Ой, Оленка! Не хочешь ты сама себе признаться, что в твоём сердце делается. Полгода прошло, как ты разлучилась со своим любимым. Много воды утекло за эти полгода; ушли за водой и твои сельские думы, твои надежды, твои молодые желания. Не полгода — полвека ты прожила между чужими людьми, и они тебе показались роднее родной матери, а всех роднее, всех ближе стал тебе Павел Поддубень, молодой, красивый казак, брат пани Анны. Большим дивом показался тебе Павел Поддубень, едва ты начала его знать, да не заглядывалась ты на его казацкую красоту, пышную, удивительную красоту: не она тебя чаровала. Чаровали тебя его братские речи, когда он с тобой, как брат с сестрой, разговаривал и мысли твои засевал словно яркими звёздами. Придёт каждый вечер Павел Поддубень к пану Ивану, и будто для него нет здесь людей, кроме тебя: всё он с тобой разговаривает да поёт. Голос у него тихий и красивый. Порой, бывало, и заплачешь, слушая его песню; а он тебя и утешит, хорошие книги тебе читает и к книгам добавляет своё разумное слово. Отчего же ты стала задумываться после тех милых вечеров? Ты его речи до единого слова вспоминаешь; и во сне они тебе снятся, и проснёшься утром — прежде всего они тебе на память приходят. Это ты уже не своей душой живёшь, Оленка: в твоём сердце та ясная казацкая душа свила себе гнёздышко. Тебе страшно и подумать, чтобы его день или два не видеть. Как же это может случиться? День за днём, вечер за вечером заходит он к своим родичам; с тобой поговорит, детей приголубит; хоть на часок забежит и твою душу словно солнцем осветит. Но вот случилось. Нет Павла и день, и два — занемог Павел! Ты, замирая, о его болезни узнаёшь. Ты сама за два дня изнурилась, словно от тяжкого недуга. Стыдишься ты просить пани Анну, чтобы взяла и тебя с собой, когда поведёт детей навещать их любимого дядю. Три дня, неделю ты прячешься... Уже у тебя все спрашивают, почему ты с лица спала. Вспыхнешь порой на такой вопрос да и замолчишь. "Так, ничего, я, слава Богу, крепка и здорова",— больше от тебя ничего не узнали. Пристально на тебя смотрит пани Анна: знает она, что тебе нужно. Она тебя ни в чём за руку не ведёт, она только твой разум укрепляет, чтобы сама ты свой путь узнала и, куда тебе нужно, прямо шла. Будешь ли Игната всем сердцем любить или кого другого выберешь, ей всё равно, лишь бы ты была счастлива. Такая у них у обоих мысль, ни во что они своей волей по-атамански не входят.

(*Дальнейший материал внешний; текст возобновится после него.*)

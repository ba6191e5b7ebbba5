use std::str::FromStr;

use medintake_core::eligibility::scoring::EligibilityPolicy;
use medintake_core::otp::CodePolicy;
use medintake_core::payment::fraud::FraudPolicy;
use medintake_core::payment::PaymentPolicy;
use medintake_core::rate_limit::RateLimitPolicy;
use medintake_core::session::SessionPolicy;
use medintake_core::tokens::random_hex;

/// Origins allowed when `CORS_ORIGINS` is not set.
pub const DEFAULT_CORS_ORIGINS: &str = "https://skiin.ch,https://www.skiin.ch,https://*.skiin.ch,\
http://localhost:8080,http://localhost:8081,http://localhost:3000";

/// Path prefixes that require a valid session when `PROTECTED_PREFIXES` is
/// not set.
pub const DEFAULT_PROTECTED_PREFIXES: &str =
    "/api/eligibility/,/api/payment/,/api/user/,/api/session/";

/// Server configuration loaded from environment variables.
///
/// All fields have sensible defaults suitable for local development.
/// In production, override via environment variables.
#[derive(Debug, Clone)]
pub struct ServerConfig {
    /// Bind address (default: `0.0.0.0`).
    pub host: String,
    /// Bind port (default: `3000`).
    pub port: u16,
    /// Allowed CORS origins. Entries may use a `*.` subdomain wildcard.
    pub cors_origins: Vec<String>,
    /// HTTP request timeout in seconds (default: `30`).
    pub request_timeout_secs: u64,
    /// Largest accepted request body (default: 1 MiB).
    pub max_body_bytes: usize,
    /// Key for session cookie signatures and CSRF tokens.
    pub session_secret: String,
    /// Take the client IP from `X-Forwarded-For` / `X-Real-IP`.
    pub trust_proxy_headers: bool,
    /// Paths under these prefixes require a session.
    pub protected_prefixes: Vec<String>,
    /// Reject sessions presented from another IP than they were issued to.
    pub session_bind_ip: bool,
    /// Argon2id memory cost for verification code hashes.
    pub otp_hash_memory_kib: u32,
    /// Argon2id time cost for verification code hashes.
    pub otp_hash_iterations: u32,
    pub otp_max_attempts: u32,
    pub fraud_block_threshold: u8,
    pub payment_max_attempts: u32,
    pub eligibility_referral_threshold: u8,
    /// Audit ring size.
    pub audit_capacity: usize,
    /// Interval of the expired-record sweep in seconds.
    pub sweep_interval_secs: u64,
}

impl ServerConfig {
    /// Load configuration from environment variables with defaults.
    ///
    /// | Env Var                          | Default                         |
    /// |----------------------------------|---------------------------------|
    /// | `HOST`                           | `0.0.0.0`                       |
    /// | `PORT`                           | `3000`                          |
    /// | `CORS_ORIGINS`                   | skiin.ch origins + localhost    |
    /// | `REQUEST_TIMEOUT_SECS`           | `30`                            |
    /// | `MAX_BODY_BYTES`                 | `1048576`                       |
    /// | `SESSION_SECRET`                 | random per process              |
    /// | `TRUST_PROXY_HEADERS`            | `false`                         |
    /// | `PROTECTED_PREFIXES`             | eligibility, payment, user, session |
    /// | `SESSION_BIND_IP`                | `true`                          |
    /// | `OTP_HASH_MEMORY_KIB`            | `19456`                         |
    /// | `OTP_HASH_ITERATIONS`            | `2`                             |
    /// | `OTP_MAX_ATTEMPTS`               | `5`                             |
    /// | `FRAUD_BLOCK_THRESHOLD`          | `75`                            |
    /// | `PAYMENT_MAX_ATTEMPTS`           | `3`                             |
    /// | `ELIGIBILITY_REFERRAL_THRESHOLD` | `60`                            |
    /// | `AUDIT_CAPACITY`                 | `10000`                         |
    /// | `SWEEP_INTERVAL_SECS`            | `60`                            |
    pub fn from_env() -> Self {
        let host = std::env::var("HOST").unwrap_or_else(|_| "0.0.0.0".into());

        let port: u16 = std::env::var("PORT")
            .unwrap_or_else(|_| "3000".into())
            .parse()
            .expect("PORT must be a valid u16");

        let cors_origins = list_from_env("CORS_ORIGINS", DEFAULT_CORS_ORIGINS);
        let protected_prefixes = list_from_env("PROTECTED_PREFIXES", DEFAULT_PROTECTED_PREFIXES);

        let session_secret = match std::env::var("SESSION_SECRET") {
            Ok(secret) if !secret.trim().is_empty() => secret,
            _ => {
                tracing::warn!(
                    "SESSION_SECRET not set; using a random secret, sessions will not survive a restart"
                );
                random_hex(32)
            }
        };

        Self {
            host,
            port,
            cors_origins,
            request_timeout_secs: parse_env("REQUEST_TIMEOUT_SECS", 30),
            max_body_bytes: parse_env("MAX_BODY_BYTES", 1024 * 1024),
            session_secret,
            trust_proxy_headers: parse_env("TRUST_PROXY_HEADERS", false),
            protected_prefixes,
            session_bind_ip: parse_env("SESSION_BIND_IP", true),
            otp_hash_memory_kib: parse_env("OTP_HASH_MEMORY_KIB", 19_456),
            otp_hash_iterations: parse_env("OTP_HASH_ITERATIONS", 2),
            otp_max_attempts: parse_env("OTP_MAX_ATTEMPTS", 5),
            fraud_block_threshold: parse_env("FRAUD_BLOCK_THRESHOLD", 75),
            payment_max_attempts: parse_env("PAYMENT_MAX_ATTEMPTS", 3),
            eligibility_referral_threshold: parse_env("ELIGIBILITY_REFERRAL_THRESHOLD", 60),
            audit_capacity: parse_env("AUDIT_CAPACITY", 10_000),
            sweep_interval_secs: parse_env("SWEEP_INTERVAL_SECS", 60),
        }
    }

    pub fn rate_limit_policy(&self) -> RateLimitPolicy {
        RateLimitPolicy::default()
    }

    pub fn session_policy(&self) -> SessionPolicy {
        SessionPolicy {
            bind_ip: self.session_bind_ip,
            ..SessionPolicy::default()
        }
    }

    pub fn code_policy(&self) -> CodePolicy {
        CodePolicy {
            max_attempts: self.otp_max_attempts,
            hash_memory_kib: self.otp_hash_memory_kib,
            hash_iterations: self.otp_hash_iterations,
            ..CodePolicy::default()
        }
    }

    pub fn payment_policy(&self) -> PaymentPolicy {
        PaymentPolicy {
            max_confirm_attempts: self.payment_max_attempts,
            ..PaymentPolicy::default()
        }
    }

    pub fn fraud_policy(&self) -> FraudPolicy {
        FraudPolicy {
            block_threshold: self.fraud_block_threshold,
            ..FraudPolicy::default()
        }
    }

    pub fn eligibility_policy(&self) -> EligibilityPolicy {
        EligibilityPolicy {
            referral_threshold: self.eligibility_referral_threshold,
            ..EligibilityPolicy::default()
        }
    }

    /// Whether `path` sits under one of the protected prefixes.
    pub fn is_protected(&self, path: &str) -> bool {
        self.protected_prefixes.iter().any(|p| path.starts_with(p.as_str()))
    }
}

fn parse_env<T: FromStr>(key: &str, default: T) -> T {
    match std::env::var(key) {
        Ok(raw) => raw
            .trim()
            .parse()
            .unwrap_or_else(|_| panic!("{key} must be a valid {}", std::any::type_name::<T>())),
        Err(_) => default,
    }
}

fn list_from_env(key: &str, default: &str) -> Vec<String> {
    std::env::var(key)
        .unwrap_or_else(|_| default.into())
        .split(',')
        .map(|s| s.trim().to_string())
        .filter(|s| !s.is_empty())
        .collect()
}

— Оленка! — говорит однажды утром пани Анна.— Пишет мне Павел Петрович, что он окреп, просит прийти к нему с детьми и тебя взять с собой.
— И меня? — только и промолвила Оленка.
— Пишет, что соскучился, давно тебя не видевши.
Ой, пани Анна! Хорошо ли ты сделала, что такое слово сказала?.. Уж хорошо ли, нет ли, а Оленка у тебя на шее. Что за неделю грусти в сердце набралось, всё то слезами теперь размылось.
Словно сестра сестре, пани Анна вытерла слёзы с карих девичьих глаз, прижала к сердцу, поцеловала, отчего-то вздохнула и ничего не сказала. Пошли к Павлу Поддубню. Не шла Оленка — на крыльях летела.
Уже давно её мысли над той каменицей носились, где живёт её любовь: как там у него? Что там у него? У него в доме должно быть словно в раю.
И вправду — хорошо у Павла Поддубня в его тихом уголке! Зелёно-красными плахтами стульчики покрыты, шитые рушники — гостинцы с Украины — висят на колышках. Между ними бандура тридцатиструнная поблёскивает.